More than 34,000 men were killed, making it by far the deadliest battle in the Western Theater. Not long after, the last shot was fired, and the dead were freshly buried; tales began to form of spirits roaming the battleground.
Chickamauga’s Ghost: Old Green Eyes
Nearly all of these center around the Old Green Eyes. The stories started almost immediately after the battle. When locals and others who lived through the war started seeing glowing green eyes on the battlefield in the dead of night.
Green Eyes is thought to be a Confederate soldier who lost his head to a cannonball. Now, he frantically searches the battlefield at night for his dislocated body.

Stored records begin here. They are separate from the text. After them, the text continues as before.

#[cfg(test)]
mod tests {
    use super::*;
    use crate::model::{Entity, EntityPatch, Kind, TimeBasedName};
    use crate::store::InMemoryStore;

    fn day(raw: &str) -> Timestamp {
        Timestamp::from_day(raw).unwrap()
    }

    fn entity(id: &str, major: MajorKind, minor: MinorKind, name: &str, created: &str) -> Entity {
        Entity {
            id: EntityId::from(id),
            kind: Kind::new(major, minor),
            created: day(created),
            terminated: None,
            name: TimeBasedName::new(name, day(created)),
            relationships: Vec::new(),
        }
    }

    fn link(store: &mut InMemoryStore, source: &str, target: &str, name: RelationName, start: &str) {
        let source = EntityId::from(source);
        let edge = Relationship {
            id: crate::ids::relationship_id(&source, &EntityId::from(target)),
            name,
            related_entity_id: EntityId::from(target),
            start_time: day(start),
            end_time: None,
        };
        store
            .update_entity(&source, EntityPatch::create_relationship(edge))
            .unwrap();
    }

    /// Government -> president (role edge) -> two ministers, one department.
    fn fixture() -> InMemoryStore {
        let mut store = InMemoryStore::new();
        store
            .create_entity(entity(
                "gov_01",
                MajorKind::Organisation,
                MinorKind::Government,
                "Government of Sri Lanka",
                "1978-09-07",
            ))
            .unwrap();
        store
            .create_entity(entity(
                "c1",
                MajorKind::Person,
                MinorKind::Citizen,
                "Ranil Wickremesinghe",
                "2019-12-01",
            ))
            .unwrap();
        store
            .create_entity(entity(
                "m1",
                MajorKind::Organisation,
                MinorKind::Minister,
                "Minister of Defence",
                "2019-12-10",
            ))
            .unwrap();
        store
            .create_entity(entity(
                "m2",
                MajorKind::Organisation,
                MinorKind::Minister,
                "Minister of Finance",
                "2019-12-10",
            ))
            .unwrap();
        store
            .create_entity(entity(
                "d1",
                MajorKind::Organisation,
                MinorKind::Department,
                "Sri Lankan Army",
                "2019-12-10",
            ))
            .unwrap();

        link(&mut store, "gov_01", "c1", RelationName::AsPresident, "2019-12-01");
        link(&mut store, "c1", "m1", RelationName::AsMinister, "2019-12-10");
        link(&mut store, "c1", "m2", RelationName::AsMinister, "2019-12-10");
        link(&mut store, "m1", "d1", RelationName::AsDepartment, "2019-12-10");
        store
    }

    #[test]
    fn test_resolve_president_via_role_edge() {
        let store = fixture();
        let resolver = Resolver::new(&store);
        let president = resolver
            .resolve_president("Ranil Wickremesinghe", day("2020-01-01"))
            .unwrap();
        assert_eq!(president.id, EntityId::from("c1"));

        // before the role edge started, the lookup fails
        assert!(matches!(
            resolver.resolve_president("Ranil Wickremesinghe", day("2019-01-01")),
            Err(Error::NotFound { .. })
        ));
    }

    #[test]
    fn test_resolve_minister_scoped_to_president() {
        let store = fixture();
        let resolver = Resolver::new(&store);
        let minister = resolver
            .resolve_minister("Ranil Wickremesinghe", "Minister of Defence", day("2020-01-01"))
            .unwrap();
        assert_eq!(minister.id, EntityId::from("m1"));

        assert!(matches!(
            resolver.resolve_minister("Ranil Wickremesinghe", "Minister of Justice", day("2020-01-01")),
            Err(Error::NotFound { .. })
        ));
    }

    #[test]
    fn test_two_active_ministers_with_same_title_is_an_error() {
        let mut store = fixture();
        store
            .create_entity(entity(
                "m3",
                MajorKind::Organisation,
                MinorKind::Minister,
                "Minister of Defence",
                "2020-06-01",
            ))
            .unwrap();
        link(&mut store, "c1", "m3", RelationName::AsMinister, "2020-06-01");

        let resolver = Resolver::new(&store);
        assert!(matches!(
            resolver.resolve_active_minister(
                "Ranil Wickremesinghe",
                "Minister of Defence",
                day("2021-01-01")
            ),
            Err(Error::MultipleActive { .. })
        ));
    }

    #[test]
    fn test_department_under_minister() {
        let store = fixture();
        let resolver = Resolver::new(&store);
        let department = resolver
            .department_under_minister(&EntityId::from("m1"), "Sri Lankan Army")
            .unwrap();
        assert_eq!(department.id, EntityId::from("d1"));

        assert!(matches!(
            resolver.department_under_minister(&EntityId::from("m2"), "Sri Lankan Army"),
            Err(Error::NotFound { .. })
        ));
    }

    #[test]
    fn test_active_department_holders_sees_every_stale_edge() {
        let mut store = fixture();
        // a second active edge left behind by a prior inconsistent state
        link(&mut store, "m2", "d1", RelationName::AsDepartment, "2020-06-01");

        let resolver = Resolver::new(&store);
        let holders = resolver
            .active_department_holders(&EntityId::from("d1"))
            .unwrap();
        assert_eq!(holders.len(), 2);
    }

    #[test]
    fn test_plain_resolution_ambiguity() {
        let mut store = fixture();
        store
            .create_entity(entity(
                "d2",
                MajorKind::Organisation,
                MinorKind::Department,
                "Sri Lankan Army",
                "2021-01-01",
            ))
            .unwrap();

        let resolver = Resolver::new(&store);
        assert!(matches!(
            resolver.resolve(
                KindFilter::exact(MajorKind::Organisation, MinorKind::Department),
                "Sri Lankan Army"
            ),
            Err(Error::Ambiguous { count: 2, .. })
        ));
    }

    #[test]
    fn test_find_person_deduplication_lookup() {
        let store = fixture();
        let resolver = Resolver::new(&store);
        assert!(resolver.find_person("Ranil Wickremesinghe").unwrap().is_some());
        assert!(resolver.find_person("Anura Kumara Dissanayake").unwrap().is_none());
    }
}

Eyewitness Sighting of Old Green Eyes
The late former Chief Historian of Chickamauga and Chattanooga National Military Park, Edward Tinney, had this to say about a situation he witnessed in 1976 while walking a park road early one morning.
“When it passed me, I could see his hair was long like a woman’s. The eyes – I’ll never forget those eyes – they were glaring, almost greenish-orange in color, flashing like some sort of wild animal. The teeth were long and pointed like fangs. […] I didn’t know whether to run or scream or what. Then the headlights of an approaching car came blazing through the fog, and the thing disappeared right in front of me.”
Most sightings of Chickamauga’s Ghost, Old Green Eyes, are reported in the dead of the night near the Snodgrass Cabin. On those gruesome September days in 1863, the cabin witnessed an incredible amount of agony. It served as a field hospital for the Union Army, which was eventually forced to retreat. Then, the Confederate Army used it as a hospital.